Non-conformities and continual improvement

Non-conformities and continual improvement

One of the main reasons for having a management system is to help you do things correctly. But sometimes things don’t go as planned; mistakes happen, there are unforeseen problems, or someone lets you down. What you do to put things right (and make sure the problem does not happen again) is a real test of the management system and a key part of continual improvement.

Non-conformities (commonly referred to as ‘NCs’) are failures to fulfil a requirement. That requirement could be laid down in a standard, it may be a requirement within your own processes, a legal obligation, a voluntary commitment, or something specified by a customer. Not meeting those requirements represents a problem, often one pointed out by an auditor or an irate client. So, it’s easy to see NCs as negative and to be avoided, maybe even covered up.

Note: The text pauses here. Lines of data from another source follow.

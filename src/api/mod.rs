//! API layer - HTTP handlers and middleware
//!
//! This module contains all HTTP-related concerns:
//! - Request handlers
//! - Middleware (authentication, logging)
//! - Custom extractors
//! - Route definitions

pub mod extractors;
pub mod handlers;
pub mod middleware;
pub mod openapi;
pub mod routes;
pub mod state;

pub use openapi::ApiDoc;
pub use routes::create_router;
pub use state::AppState;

But a positive approach to them can pay dividends.

Dealing with NCs has two key stages – the immediate need to control and correct the problem, and then understanding why it happened so that similar problems can be prevented in future.

Controlling and correcting the problem is just that. Take appropriate action to stop it getting worse and doing what you can to fix it. So, a customer is unhappy that the quality of a job was not as specified? Take action to redo the work or bring it up to scratch. Someone has spilled a liquid, presenting an environmental or safety hazard? Contain it and clean it up appropriately. Mostly this is common sense but can also be a time when your customer complaint process or emergency preparedness plans swing into action.

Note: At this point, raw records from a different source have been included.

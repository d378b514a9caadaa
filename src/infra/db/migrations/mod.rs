//! Database migrations.
//!
//! Each migration is a separate module following SeaORM conventions.
//! Migration names follow the pattern: m{YYYYMMDD}_{NNNNNN}_{description}

use sea_orm_migration::prelude::*;

mod m20240101_000001_create_users_table;
mod m20240102_000001_add_identity_indexes;

pub use m20240102_000001_add_identity_indexes::{
    EXTERNAL_ID_INDEX, LOCAL_EMAIL_INDEX, USERNAME_INDEX,
};

pub struct Migrator;

#[async_trait::async_trait]
impl MigratorTrait for Migrator {
    fn migrations() -> Vec<Box<dyn MigrationTrait>> {
        vec![
            Box::new(m20240101_000001_create_users_table::Migration),
            Box::new(m20240102_000001_add_identity_indexes::Migration),
        ]
    }
}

The bit that sometimes gets missed, and is really important for continual improvement, is to investigate and eliminate the cause. So, why wasn’t the quality as required by the customer? Was the specification not confirmed? Was it not communicated? Were the people or equipment used not up to the job? Keep asking questions until you get to the root cause – the underlying reason why something went wrong. Why was the liquid spilled? Because the container wasn’t put away. Why wasn’t it put away? Because no one knew where it should go. Why did no one know? Because the planned toolbox talk didn’t happen…. And so on. When you have identified the root cause, you can evaluate the risk it poses and take action to prevent the problem recurring again, or a similar problem happening elsewhere.

It’s also important to follow up on the actions taken. Were they actually effective in resolving the issue? Don’t just assume – review the effectiveness to make sure.

All management systems should retain documented information about NCs, including action taken, investigations into the cause, and follow-up reviews. Typically, this is kept in some form of spreadsheet or log, perhaps called a nonconformity log, corrective action register, or improvement log. But it may be held in individual reports or entered into specialist software, depending on the nature of the organisation and the number of issues being managed. It’s useful to be able to track NCs (along with other incidents, ‘near misses’ and improvement suggestions), so that a full picture is established, and trends can be monitored.

Some standards also have specific requirements. ISO9001 requires that complaints are specifically included. ISO14001 needs there to be mitigation of adverse environmental impacts. ISO45001 is the most prescriptive, specifically referring to root cause investigation, the involvement of relevant workers and follow-up reviews of risk assessments, amongst other stipulations. But as long as you take a thorough and positive approach to NCs, managing them can drive continual improvement whatever your certification.